**AIM OF THE EXERCISE**
From the listing below, pick out each line with the word "filename".

______________________________

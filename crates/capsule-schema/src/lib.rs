//! # capsule-schema — Capsule Schema Validation
//!
//! Structural contracts for capsule and flow documents, checked with JSON
//! Schema (Draft 2020-12). The harness itself never requires a capsule to
//! validate: a capsule that breaks its schema still runs and is judged by
//! the observers. Validation is a separate gate for tooling and authors.
//!
//! The repository's `schemas/` directory holds one envelope schema shared
//! by every capsule plus one schema per governed capsule type. Type
//! schemas reference the envelope by filename; references resolve locally
//! and never over the network.
//!
//! ## Crate Policy
//!
//! - Depends only on `capsule-core` internally.
//! - Violations carry the instance path, the schema path and a message.

pub mod validate;

pub use validate::{
    schema_for_type, SchemaValidationError, SchemaValidator, ValidationViolations, Violation,
    ENVELOPE_SCHEMA, FLOW_SCHEMA,
};
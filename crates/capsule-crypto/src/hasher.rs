//! # Capsule Hasher
//!
//! `hash(canonical, options) -> ContentDigest`, plus the role-prefixed
//! identifier wrappers. Options are validated once at construction so the
//! hash itself cannot fail.

use capsule_core::{
    CanonicalBytes, CapsuleHash, ContentDigest, CryptoError, DigestAlgorithm, PolicyHash,
};
use serde::{Deserialize, Serialize};

use crate::blake::{blake3_digest, BLAKE3_DEFAULT_LEN, BLAKE3_MAX_LEN};
use crate::sha256::{sha256_digest, SHA256_LEN};

/// Validated hashing configuration.
#[derive(Debug, Clone, Copy, PartialEq, Eq, Serialize)]
pub struct HashOptions {
    algorithm: DigestAlgorithm,
    digest_length: usize,
}

impl HashOptions {
    /// Build options for `algorithm`.
    ///
    /// BLAKE3 accepts lengths `1..=64` and defaults to 16. SHA-256 always
    /// produces 32 bytes; a requested length other than 32 is rejected.
    pub fn new(
        algorithm: DigestAlgorithm,
        digest_length: Option<usize>,
    ) -> Result<Self, CryptoError> {
        let digest_length = match algorithm {
            DigestAlgorithm::Blake3 => {
                let len = digest_length.unwrap_or(BLAKE3_DEFAULT_LEN);
                if len == 0 || len > BLAKE3_MAX_LEN {
                    return Err(CryptoError::InvalidDigestLength {
                        algorithm: algorithm.to_string(),
                        length: len,
                        reason: format!("must be between 1 and {BLAKE3_MAX_LEN} bytes"),
                    });
                }
                len
            }
            DigestAlgorithm::Sha256 => match digest_length {
                None | Some(SHA256_LEN) => SHA256_LEN,
                Some(len) => {
                    return Err(CryptoError::InvalidDigestLength {
                        algorithm: algorithm.to_string(),
                        length: len,
                        reason: format!("sha256 digests are always {SHA256_LEN} bytes"),
                    })
                }
            },
        };
        Ok(Self {
            algorithm,
            digest_length,
        })
    }

    /// SHA-256 with its fixed 32-byte length.
    pub fn sha256() -> Self {
        Self {
            algorithm: DigestAlgorithm::Sha256,
            digest_length: SHA256_LEN,
        }
    }

    pub fn algorithm(&self) -> DigestAlgorithm {
        self.algorithm
    }

    pub fn digest_length(&self) -> usize {
        self.digest_length
    }
}

impl Default for HashOptions {
    /// BLAKE3, 16 bytes.
    fn default() -> Self {
        Self {
            algorithm: DigestAlgorithm::Blake3,
            digest_length: BLAKE3_DEFAULT_LEN,
        }
    }
}

impl<'de> Deserialize<'de> for HashOptions {
    fn deserialize<D: serde::Deserializer<'de>>(deserializer: D) -> Result<Self, D::Error> {
        #[derive(Deserialize)]
        struct Raw {
            #[serde(default)]
            algorithm: DigestAlgorithm,
            digest_length: Option<usize>,
        }
        let raw = Raw::deserialize(deserializer)?;
        Self::new(raw.algorithm, raw.digest_length).map_err(serde::de::Error::custom)
    }
}

/// Hash canonical bytes under `opts`.
pub fn hash(data: &CanonicalBytes, opts: &HashOptions) -> ContentDigest {
    match opts.algorithm {
        DigestAlgorithm::Blake3 => blake3_digest(data, opts.digest_length),
        DigestAlgorithm::Sha256 => sha256_digest(data),
    }
}

/// Hash and render as a capsule identifier (`cap_<hex>`).
pub fn capsule_id(data: &CanonicalBytes, opts: &HashOptions) -> CapsuleHash {
    CapsuleHash::from_digest(&hash(data, opts))
}

/// Hash and render as a policy/consent-class identifier (`pc_<hex>`).
pub fn policy_id(data: &CanonicalBytes, opts: &HashOptions) -> PolicyHash {
    PolicyHash::from_digest(&hash(data, opts))
}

______________________________

**TASK OUTPUT**
filename crates/capsule-schema/src/lib.rs
//! schemas reference the envelope by filename; references resolve locally
filename crates/capsule-crypto/src/hasher.rs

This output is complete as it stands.